▶ _Exercise description_: Print all records exactly, leaving nothing out.

Records drawn from a dataset
──────────────────────────────

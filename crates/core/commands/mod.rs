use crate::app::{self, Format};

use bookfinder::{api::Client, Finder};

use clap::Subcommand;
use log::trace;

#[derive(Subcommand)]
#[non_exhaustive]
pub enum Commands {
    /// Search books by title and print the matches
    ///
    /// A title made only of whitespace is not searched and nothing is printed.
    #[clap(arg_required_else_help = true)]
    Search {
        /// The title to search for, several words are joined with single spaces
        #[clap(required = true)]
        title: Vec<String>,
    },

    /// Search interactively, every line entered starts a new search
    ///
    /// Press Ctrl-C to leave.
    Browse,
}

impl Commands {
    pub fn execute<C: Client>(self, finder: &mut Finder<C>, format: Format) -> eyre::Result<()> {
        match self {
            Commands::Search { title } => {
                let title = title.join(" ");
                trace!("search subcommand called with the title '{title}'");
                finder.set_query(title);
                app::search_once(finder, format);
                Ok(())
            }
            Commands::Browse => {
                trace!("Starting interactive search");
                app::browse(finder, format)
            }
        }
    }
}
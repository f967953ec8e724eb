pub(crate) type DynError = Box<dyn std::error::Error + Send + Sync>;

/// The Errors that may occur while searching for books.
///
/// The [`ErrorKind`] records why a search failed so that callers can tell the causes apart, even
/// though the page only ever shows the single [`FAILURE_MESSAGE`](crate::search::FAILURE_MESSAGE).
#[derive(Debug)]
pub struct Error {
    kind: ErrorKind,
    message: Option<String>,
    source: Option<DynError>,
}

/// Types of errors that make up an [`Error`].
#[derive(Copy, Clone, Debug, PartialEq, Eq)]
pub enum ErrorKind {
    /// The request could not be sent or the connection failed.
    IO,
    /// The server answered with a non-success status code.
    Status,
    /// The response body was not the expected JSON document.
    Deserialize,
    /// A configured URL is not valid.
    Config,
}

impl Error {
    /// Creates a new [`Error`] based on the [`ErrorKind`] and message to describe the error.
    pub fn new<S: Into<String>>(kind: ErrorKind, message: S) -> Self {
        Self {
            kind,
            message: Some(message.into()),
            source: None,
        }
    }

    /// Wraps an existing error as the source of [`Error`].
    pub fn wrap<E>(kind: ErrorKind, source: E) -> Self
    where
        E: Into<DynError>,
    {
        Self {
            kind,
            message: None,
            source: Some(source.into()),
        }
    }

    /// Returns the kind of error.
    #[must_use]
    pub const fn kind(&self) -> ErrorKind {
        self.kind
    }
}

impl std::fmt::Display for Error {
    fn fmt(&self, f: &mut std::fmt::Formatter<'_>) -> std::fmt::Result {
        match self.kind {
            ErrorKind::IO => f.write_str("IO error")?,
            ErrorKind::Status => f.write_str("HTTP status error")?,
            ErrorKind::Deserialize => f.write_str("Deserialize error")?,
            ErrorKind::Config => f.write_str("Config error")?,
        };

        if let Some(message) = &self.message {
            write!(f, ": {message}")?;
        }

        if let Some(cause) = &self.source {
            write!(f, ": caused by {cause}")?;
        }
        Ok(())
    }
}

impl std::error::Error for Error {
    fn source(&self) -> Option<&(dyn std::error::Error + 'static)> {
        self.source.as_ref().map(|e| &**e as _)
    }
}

──────────────────────────────

▶ _Task result_:
filename crates/core/commands/mod.rs
use crate::app::{self, Format};

use bookfinder::{api::Client, Finder};

use clap::Subcommand;
use log::trace;

#[derive(Subcommand)]
#[non_exhaustive]
pub enum Commands {
    /// Search books by title and print the matches
    ///
    /// A title made only of whitespace is not searched and nothing is printed.
    #[clap(arg_required_else_help = true)]
    Search {
        /// The title to search for, several words are joined with single spaces
        #[clap(required = true)]
        title: Vec<String>,
    },

    /// Search interactively, every line entered starts a new search
    ///
    /// Press Ctrl-C to leave.
    Browse,
}

impl Commands {
    pub fn execute<C: Client>(self, finder: &mut Finder<C>, format: Format) -> eyre::Result<()> {
        match self {
            Commands::Search { title } => {
                let title = title.join(" ");
                trace!("search subcommand called with the title '{title}'");
                finder.set_query(title);
                app::search_once(finder, format);
                Ok(())
            }
            Commands::Browse => {
                trace!("Starting interactive search");
                app::browse(finder, format)
            }
        }
    }
}
repository f967953ec8e724eb
pub(crate) type DynError = Box<dyn std::error::Error + Send + Sync>;

/// The Errors that may occur while searching for books.
///
/// The [`ErrorKind`] records why a search failed so that callers can tell the causes apart, even
/// though the page only ever shows the single [`FAILURE_MESSAGE`](crate::search::FAILURE_MESSAGE).
#[derive(Debug)]
pub struct Error {
    kind: ErrorKind,
    message: Option<String>,
    source: Option<DynError>,
}

/// Types of errors that make up an [`Error`].
#[derive(Copy, Clone, Debug, PartialEq, Eq)]
pub enum ErrorKind {
    /// The request could not be sent or the connection failed.
    IO,
    /// The server answered with a non-success status code.
    Status,
    /// The response body was not the expected JSON document.
    Deserialize,
    /// A configured URL is not valid.
    Config,
}

impl Error {
    /// Creates a new [`Error`] based on the [`ErrorKind`] and message to describe the error.
    pub fn new<S: Into<String>>(kind: ErrorKind, message: S) -> Self {
        Self {
            kind,
            message: Some(message.into()),
            source: None,
        }
    }

    /// Wraps an existing error as the source of [`Error`].
    pub fn wrap<E>(kind: ErrorKind, source: E) -> Self
    where
        E: Into<DynError>,
    {
        Self {
            kind,
            message: None,
            source: Some(source.into()),
        }
    }

    /// Returns the kind of error.
    #[must_use]
    pub const fn kind(&self) -> ErrorKind {
        self.kind
    }
}

impl std::fmt::Display for Error {
    fn fmt(&self, f: &mut std::fmt::Formatter<'_>) -> std::fmt::Result {
        match self.kind {
            ErrorKind::IO => f.write_str("IO error")?,
            ErrorKind::Status => f.write_str("HTTP status error")?,
            ErrorKind::Deserialize => f.write_str("Deserialize error")?,
            ErrorKind::Config => f.write_str("Config error")?,
        };

        if let Some(message) = &self.message {
            write!(f, ": {message}")?;
        }

        if let Some(cause) = &self.source {
            write!(f, ": caused by {cause}")?;
        }
        Ok(())
    }
}

impl std::error::Error for Error {
    fn source(&self) -> Option<&(dyn std::error::Error + 'static)> {
        self.source.as_ref().map(|e| &**e as _)
    }
}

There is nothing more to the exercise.